▶ TASK OBJECTIVE
Give every line from the entries that contains "TokenStore".

▶ DATA EXCERPTS
//! Mercato cart synchronization client.
//!
//! Presents a uniform cart interface regardless of authentication state and
//! guarantees that items accumulated anonymously become part of the user's
//! authoritative remote cart exactly once after login.
//!
//! # Architecture
//!
//! - [`manager::CartManager`] - the single writer of the observable cart
//!   snapshot; routes every operation to the local store or the remote API
//!   based on token presence, read fresh on each call
//! - [`api::CartApi`] - typed HTTP client for the commerce cart API; decodes
//!   the `{ success, data, message }` envelope once at the boundary
//! - [`store::LocalCartStore`] - JSON-file-backed list of pending entries for
//!   anonymous sessions
//! - [`token::TokenStore`] - file-backed auth token; its mere presence selects
//!   the authenticated branch
//! - [`notify`] - injected toast collaborator, so the manager is testable
//!   without a UI tree
//!
//! # Example
//!
//! ```rust,ignore
//! use mercato_client::{config::ClientConfig, manager::CartManager};
//!
//! let config = ClientConfig::from_env()?;
//! let manager = CartManager::new(&config, notifier);
//!
//! manager.add_to_cart("prod-1".into(), 2, None, None, Some("Olive Oil")).await?;
//! manager.refresh_cart().await;
//! let state = manager.subscribe();
//! println!("{} items", state.borrow().cart.as_ref().map_or(0, |c| c.total_items));
//! ```

#![cfg_attr(not(test), forbid(unsafe_code))]

pub mod api;
pub mod config;
pub mod error;
pub mod manager;
pub mod notify;
pub mod store;
pub mod token;

pub use api::{ApiError, CartApi};
pub use config::{ClientConfig, ConfigError, SyncFailurePolicy};
pub use error::CartError;
pub use manager::{CartManager, CartState, SyncReport};
pub use notify::{NotificationCenter, Notifier};
pub use store::LocalCartStore;
pub use token::TokenStore;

▶ WRITTEN RESPONSE
//! - [`token::TokenStore`] - file-backed auth token; its mere presence selects
pub use token::TokenStore;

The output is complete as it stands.